Professeur émérite à l’Université Paris Descartes, Pierre Coslin travaille sur la violence des jeunes et les jeux dangereux.
Il est notamment l’auteur de:
« Jeux dangereux, jeunes en danger »,
et
« Ces ados qui nous font peur » (Armand Colin).

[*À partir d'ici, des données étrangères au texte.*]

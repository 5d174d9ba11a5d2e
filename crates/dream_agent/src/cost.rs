//! Token usage and cost accounting

use serde::{Deserialize, Serialize};

use crate::provider::Usage;

/// Per-million-token rates in USD
#[derive(Debug, Clone, Copy, PartialEq, Serialize, Deserialize)]
#[serde(default)]
pub struct Pricing {
    pub input_per_mtok: f64,
    pub output_per_mtok: f64,
}

impl Default for Pricing {
    fn default() -> Self {
        Self {
            input_per_mtok: 2.50,
            output_per_mtok: 10.00,
        }
    }
}

/// Cumulative totals as sent to the client
#[derive(Debug, Clone, Copy, Default, PartialEq, Serialize, Deserialize)]
pub struct CostSummary {
    pub total_requests: u64,
    pub total_input_tokens: u64,
    pub total_output_tokens: u64,
    pub total_cost_usd: f64,
}

/// Running per-session totals
#[derive(Debug, Clone, Default)]
pub struct CostTracker {
    pricing: Pricing,
    requests: u64,
    input_tokens: u64,
    output_tokens: u64,
}

impl CostTracker {
    pub fn new(pricing: Pricing) -> Self {
        Self {
            pricing,
            ..Default::default()
        }
    }

    /// Record one provider request
    pub fn record(&mut self, usage: Usage) {
        self.requests += 1;
        self.input_tokens += usage.input_tokens;
        self.output_tokens += usage.output_tokens;
    }

    /// Estimated spend so far
    pub fn cost_usd(&self) -> f64 {
        (self.input_tokens as f64 * self.pricing.input_per_mtok
            + self.output_tokens as f64 * self.pricing.output_per_mtok)
            / 1_000_000.0
    }

    pub fn summary(&self) -> CostSummary {
        CostSummary {
            total_requests: self.requests,
            total_input_tokens: self.input_tokens,
            total_output_tokens: self.output_tokens,
            total_cost_usd: self.cost_usd(),
        }
    }
}

#[cfg(test)]
mod tests {
    use super::*;

    #[test]
    fn test_totals_and_cost() {
        let mut tracker = CostTracker::new(Pricing::default());
        tracker.record(Usage { input_tokens: 1_000_000, output_tokens: 0 });
        tracker.record(Usage { input_tokens: 0, output_tokens: 500_000 });

        let summary = tracker.summary();
        assert_eq!(summary.total_requests, 2);
        assert_eq!(summary.total_input_tokens, 1_000_000);
        assert_eq!(summary.total_output_tokens, 500_000);
        assert!((summary.total_cost_usd - 7.5).abs() < 1e-9);
    }

    #[test]
    fn test_empty_tracker() {
        let tracker = CostTracker::new(Pricing { input_per_mtok: 1.0, output_per_mtok: 1.0 });
        assert_eq!(tracker.summary(), CostSummary::default());
    }
}
//! Real-time wire protocol
//!
//! Every frame is a JSON envelope `{type, data}`.

use dream_agent::{Action, ActionError, CostSummary, ModelPlacement};
use dream_world::{EnvironmentSettings, TerrainPatch, WorldObject, WorldState};
use serde::{Deserialize, Serialize};

/// Client → server messages
#[derive(Debug, Clone, PartialEq, Serialize, Deserialize)]
#[serde(tag = "type", content = "data", rename_all = "snake_case")]
pub enum ClientMessage {
    /// Something the user said
    UserInput { text: String },
    /// Start over with an empty world and a fresh conversation
    Reset,
}

impl ClientMessage {
    /// Decode one text frame
    pub fn decode(frame: &str) -> Result<Self, serde_json::Error> {
        serde_json::from_str(frame)
    }
}

/// Payload of a `status` message
#[derive(Debug, Clone, PartialEq, Serialize, Deserialize)]
pub struct StatusPayload {
    pub message: String,
    #[serde(default, skip_serializing_if = "Option::is_none")]
    pub cost: Option<CostSummary>,
}

/// Server → client messages
#[derive(Debug, Clone, PartialEq, Serialize, Deserialize)]
#[serde(tag = "type", content = "data", rename_all = "snake_case")]
pub enum ServerMessage {
    /// Full snapshot, sent on connect and after a reset
    WorldState(WorldState),
    Status(StatusPayload),
    ObjectCreated(WorldObject),
    ObjectModified(WorldObject),
    ObjectRemoved { name: String, success: bool },
    EnvironmentUpdated(EnvironmentSettings),
    TerrainCreated(TerrainPatch),
    ModelUploaded(ModelPlacement),
    Narration { text: String },
    Error(ActionError),
}

impl ServerMessage {
    /// Status line without cost
    pub fn status(message: impl Into<String>) -> Self {
        Self::Status(StatusPayload {
            message: message.into(),
            cost: None,
        })
    }

    /// Status line carrying the session's running cost
    pub fn status_with_cost(message: impl Into<String>, cost: CostSummary) -> Self {
        Self::Status(StatusPayload {
            message: message.into(),
            cost: Some(cost),
        })
    }
}

impl From<Action> for ServerMessage {
    fn from(action: Action) -> Self {
        match action {
            Action::ObjectCreated(object) => Self::ObjectCreated(object),
            Action::ObjectModified(object) => Self::ObjectModified(object),
            Action::ObjectRemoved { name } => Self::ObjectRemoved {
                name,
                success: true,
            },
            Action::EnvironmentUpdated(env) => Self::EnvironmentUpdated(env),
            Action::TerrainCreated(terrain) => Self::TerrainCreated(terrain),
            Action::Narration { text } => Self::Narration { text },
            Action::ModelUploaded(model) => Self::ModelUploaded(model),
            Action::Error(err) => Self::Error(err),
        }
    }
}
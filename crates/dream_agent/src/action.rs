//! Actions - the orchestrator's unit of output
//!
//! An action is one discrete effect of a turn, destined for exactly one
//! client event. Actions are never stored.

use std::fmt;

use dream_world::{EnvironmentSettings, TerrainPatch, Vector3, WorldObject};
use serde::{Deserialize, Serialize};

use crate::mesh::GeneratedFile;

/// Action discriminant
#[derive(Debug, Clone, Copy, PartialEq, Eq, Hash)]
pub enum ActionKind {
    ObjectCreated,
    ObjectModified,
    ObjectRemoved,
    EnvironmentUpdated,
    TerrainCreated,
    Narration,
    ModelUploaded,
    Error,
}

impl ActionKind {
    /// Wire name
    pub fn as_str(&self) -> &'static str {
        match self {
            Self::ObjectCreated => "object_created",
            Self::ObjectModified => "object_modified",
            Self::ObjectRemoved => "object_removed",
            Self::EnvironmentUpdated => "environment_updated",
            Self::TerrainCreated => "terrain_created",
            Self::Narration => "narration",
            Self::ModelUploaded => "model_uploaded",
            Self::Error => "error",
        }
    }
}

impl fmt::Display for ActionKind {
    fn fmt(&self, f: &mut fmt::Formatter<'_>) -> fmt::Result {
        f.write_str(self.as_str())
    }
}

/// Error payload
#[derive(Debug, Clone, PartialEq, Serialize, Deserialize)]
pub struct ActionError {
    pub message: String,
    /// Object the failed call targeted, if any
    #[serde(skip_serializing_if = "Option::is_none")]
    pub name: Option<String>,
    /// Present on a failed removal
    #[serde(skip_serializing_if = "Option::is_none")]
    pub success: Option<bool>,
}

/// A generated mesh and where to put it
#[derive(Debug, Clone, PartialEq, Serialize, Deserialize)]
pub struct ModelPlacement {
    pub object_name: String,
    /// URL of the primary mesh file
    pub url: String,
    pub filename: String,
    /// Every file the generator produced
    pub files: Vec<GeneratedFile>,
    pub position: Vector3,
    pub rotation: Vector3,
    pub scale: Vector3,
}

/// One effect of a turn
#[derive(Debug, Clone, PartialEq)]
pub enum Action {
    ObjectCreated(WorldObject),
    ObjectModified(WorldObject),
    ObjectRemoved { name: String },
    EnvironmentUpdated(EnvironmentSettings),
    TerrainCreated(TerrainPatch),
    Narration { text: String },
    ModelUploaded(ModelPlacement),
    Error(ActionError),
}

impl Action {
    /// Plain error with a message
    pub fn error(message: impl Into<String>) -> Self {
        Self::Error(ActionError {
            message: message.into(),
            name: None,
            success: None,
        })
    }

    /// Get the action kind
    pub fn kind(&self) -> ActionKind {
        match self {
            Self::ObjectCreated(_) => ActionKind::ObjectCreated,
            Self::ObjectModified(_) => ActionKind::ObjectModified,
            Self::ObjectRemoved { .. } => ActionKind::ObjectRemoved,
            Self::EnvironmentUpdated(_) => ActionKind::EnvironmentUpdated,
            Self::TerrainCreated(_) => ActionKind::TerrainCreated,
            Self::Narration { .. } => ActionKind::Narration,
            Self::ModelUploaded(_) => ActionKind::ModelUploaded,
            Self::Error(_) => ActionKind::Error,
        }
    }

    /// Check if this action reports a failure
    pub fn is_error(&self) -> bool {
        matches!(self, Self::Error(_))
    }

    /// Name of the object this action concerns, if any
    pub fn subject(&self) -> Option<&str> {
        match self {
            Self::ObjectCreated(obj) | Self::ObjectModified(obj) => Some(&obj.name),
            Self::ObjectRemoved { name } => Some(name),
            Self::ModelUploaded(model) => Some(&model.object_name),
            Self::Error(err) => err.name.as_deref(),
            _ => None,
        }
    }

    /// Tool-result text fed back to the agent
    pub fn feedback(&self) -> String {
        match self {
            Self::Error(err) => format!("Error: {}", err.message),
            Self::ModelUploaded(model) => format!(
                "Success: {} - {} ({})",
                self.kind(),
                model.object_name,
                model.url
            ),
            other => format!("Success: {} - {}", other.kind(), other.subject().unwrap_or("")),
        }
    }
}

#[cfg(test)]
mod tests {
    use super::*;

    #[test]
    fn test_feedback_reports_adjusted_name() {
        let action = Action::ObjectCreated(WorldObject::new("tree_1a2b3c"));
        assert_eq!(action.feedback(), "Success: object_created - tree_1a2b3c");
        assert!(!action.is_error());
    }

    #[test]
    fn test_feedback_for_errors() {
        let action = Action::error("Unknown tool: fly");
        assert!(action.is_error());
        assert_eq!(action.kind(), ActionKind::Error);
        assert_eq!(action.feedback(), "Error: Unknown tool: fly");
    }

    #[test]
    fn test_narration_has_no_subject() {
        let action = Action::Narration { text: "Dusk settles.".into() };
        assert_eq!(action.subject(), None);
        assert_eq!(action.feedback(), "Success: narration - ");
    }
}
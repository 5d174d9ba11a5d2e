//! Session registry
//!
//! Keyed session lifecycle. Each session gets its own world and agent wired
//! from the shared provider and mesh generator; no registry operation ever
//! touches more than one session's state.

use std::collections::HashMap;
use std::sync::Arc;

use dream_agent::{ChatProvider, MeshGenerator};
use parking_lot::RwLock;
use serde::{Deserialize, Serialize};
use tokio::sync::mpsc;

use crate::protocol::ServerMessage;
use crate::session::{Session, SessionError, SessionId, SessionSettings};

/// Registry statistics
#[derive(Debug, Clone, Default, PartialEq, Eq, Serialize, Deserialize)]
pub struct RegistryStats {
    /// Total sessions created
    pub total_created: u64,
    /// Total sessions removed
    pub total_removed: u64,
    /// Peak concurrent sessions
    pub peak_sessions: usize,
}

/// Session registry
pub struct SessionRegistry {
    sessions: HashMap<SessionId, Arc<Session>>,
    provider: Arc<dyn ChatProvider>,
    mesh: Arc<dyn MeshGenerator>,
    settings: SessionSettings,
    stats: RegistryStats,
}

impl SessionRegistry {
    /// Create an empty registry
    pub fn new(
        provider: Arc<dyn ChatProvider>,
        mesh: Arc<dyn MeshGenerator>,
        settings: SessionSettings,
    ) -> Self {
        Self {
            sessions: HashMap::new(),
            provider,
            mesh,
            settings,
            stats: RegistryStats::default(),
        }
    }

    /// Create a session. A live session with the same id is replaced.
    pub fn create(
        &mut self,
        id: SessionId,
        outbound: mpsc::UnboundedSender<ServerMessage>,
    ) -> Arc<Session> {
        let session = Arc::new(Session::new(
            id.clone(),
            self.provider.clone(),
            self.mesh.clone(),
            &self.settings,
            outbound,
        ));

        if self.sessions.insert(id.clone(), session.clone()).is_some() {
            log::warn!("Replaced existing session: {}", id);
            self.stats.total_removed += 1;
        }

        self.stats.total_created += 1;
        if self.sessions.len() > self.stats.peak_sessions {
            self.stats.peak_sessions = self.sessions.len();
        }

        log::info!("Session created: {}", id);
        session
    }

    /// Get a session
    pub fn get(&self, id: &SessionId) -> Option<Arc<Session>> {
        self.sessions.get(id).cloned()
    }

    /// Remove a session by id
    pub fn remove(&mut self, id: &SessionId) -> Result<Arc<Session>, SessionError> {
        let session = self
            .sessions
            .remove(id)
            .ok_or_else(|| SessionError::NotFound(id.to_string()))?;
        self.stats.total_removed += 1;
        log::info!("Session removed: {}", id);
        Ok(session)
    }

    /// Remove `session` only if it is still the one registered under its id.
    ///
    /// A reconnect under the same id replaces the entry; the old connection's
    /// cleanup must not evict its successor.
    pub fn release(&mut self, session: &Arc<Session>) -> bool {
        let current = self
            .sessions
            .get(session.id())
            .map_or(false, |registered| Arc::ptr_eq(registered, session));
        current && self.remove(session.id()).is_ok()
    }

    /// Number of live sessions
    pub fn len(&self) -> usize {
        self.sessions.len()
    }

    pub fn is_empty(&self) -> bool {
        self.sessions.is_empty()
    }

    /// List all session IDs
    pub fn ids(&self) -> Vec<SessionId> {
        self.sessions.keys().cloned().collect()
    }

    /// Get statistics
    pub fn stats(&self) -> &RegistryStats {
        &self.stats
    }
}

/// Thread-safe registry handle
#[derive(Clone)]
pub struct SharedSessionRegistry {
    inner: Arc<RwLock<SessionRegistry>>,
}

impl SharedSessionRegistry {
    /// Wrap a registry
    pub fn new(registry: SessionRegistry) -> Self {
        Self {
            inner: Arc::new(RwLock::new(registry)),
        }
    }

    /// Get a read lock
    pub fn read(&self) -> parking_lot::RwLockReadGuard<'_, SessionRegistry> {
        self.inner.read()
    }

    /// Get a write lock
    pub fn write(&self) -> parking_lot::RwLockWriteGuard<'_, SessionRegistry> {
        self.inner.write()
    }
}
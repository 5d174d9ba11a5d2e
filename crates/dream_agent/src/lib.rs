//! # Dream Agent
//!
//! Turns one user utterance into an ordered list of world [`Action`]s.
//!
//! - [`tools`]: the closed tool catalogue the agent is offered
//! - [`dispatcher`]: maps one tool call onto exactly one world operation
//! - [`orchestrator`]: the bounded ask → execute → feed back loop
//! - [`provider`]: chat-completion endpoint boundary
//! - [`mesh`]: mesh-generation collaborator boundary
//!
//! ## Usage
//!
//! ```ignore
//! let provider: Arc<dyn ChatProvider> = Arc::new(OpenAiProvider::new(llm_config)?);
//! let mut agent = AgentOrchestrator::new(provider, Pricing::default());
//!
//! let mut world = WorldEngine::new();
//! world.increment_turn();
//! let mut dispatcher = ToolDispatcher::new(&mut world, &DisabledMeshGenerator);
//! let actions = agent.run_turn("a quiet forest at dusk", &mut dispatcher).await;
//! ```

pub mod action;
pub mod cost;
pub mod dispatcher;
pub mod history;
pub mod mesh;
pub mod orchestrator;
pub mod provider;
pub mod tools;

pub use action::{Action, ActionError, ActionKind, ModelPlacement};
pub use cost::{CostSummary, CostTracker, Pricing};
pub use dispatcher::{ToolDispatcher, ToolError, ToolExecutor};
pub use history::{
    ConversationEntry, ConversationHistory, ToolInvocation, HISTORY_KEEP, HISTORY_LIMIT,
};
pub use mesh::{
    DisabledMeshGenerator, GeneratedFile, MeshError, MeshGenerator, MeshOutput,
    ProcessMeshGenerator,
};
pub use orchestrator::{frame_user_message, AgentOrchestrator, MAX_CONTINUATIONS};
pub use provider::{
    ChatProvider, ChatRequest, ChatResponse, LlmConfig, OpenAiProvider, ProviderError, Usage,
};
pub use tools::{catalogue, ModelRequest, ToolCall, ToolKind, SYSTEM_PROMPT};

En quoi un jeu devient-il dangereux ?
Certains enfants se livrent ainsi aujourd’hui à ce qu’ils qualifient de « jeux », mais qui ne sont que des comportements violents, parfois même mortels n’ayant rien de « ludiques ». De telles pratiques doivent nous alerter car elles impliquent une mise en danger de soi et des autres. Ces jeunes s’égarent, par provocation, inconscience ou besoin de défis, mais aussi par nécessité d’éprouver leurs limites corporelles et psychiques et de défouler leurs angoisses.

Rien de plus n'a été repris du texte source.